**Task details**
Could you find every line in the records below that contains the word "String" and copy it?

[Input material]

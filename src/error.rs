//! Error taxonomy for the forecasting engine.

use thiserror::Error;

/// Result type used throughout the crate.
pub type Result<T> = std::result::Result<T, ForecastError>;

/// Failure modes a `Forecaster`, Auto-selector, or CV loop can raise.
#[derive(Error, Debug, Clone, PartialEq)]
pub enum ForecastError {
    /// Mutually inconsistent or out-of-range configuration, surfaced at construction.
    #[error("invalid configuration: {0}")]
    InvalidConfiguration(String),

    /// Series shorter than the model's minimum, surfaced from `fit`.
    #[error("insufficient data: need at least {needed} observations, got {got}")]
    InsufficientData { needed: usize, got: usize },

    /// Singular system or non-finite intermediate affecting the whole fit.
    #[error("numerical failure: {0}")]
    NumericalFailure(String),

    /// Cooperative cancellation triggered at a checkpoint.
    #[error("operation cancelled")]
    Cancelled,

    /// Requested capability not exposed by this model.
    #[error("unsupported: {0}")]
    Unsupported(String),
}

impl ForecastError {
    /// True for errors that should abort a whole-search caller (Auto-*, CV)
    /// rather than merely being attributed to one candidate/fold.
    pub fn is_fatal_to_search(&self) -> bool {
        matches!(self, ForecastError::Cancelled)
    }
}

[/Input material]

**Written solution**
    InvalidConfiguration(String),
    NumericalFailure(String),
    Unsupported(String),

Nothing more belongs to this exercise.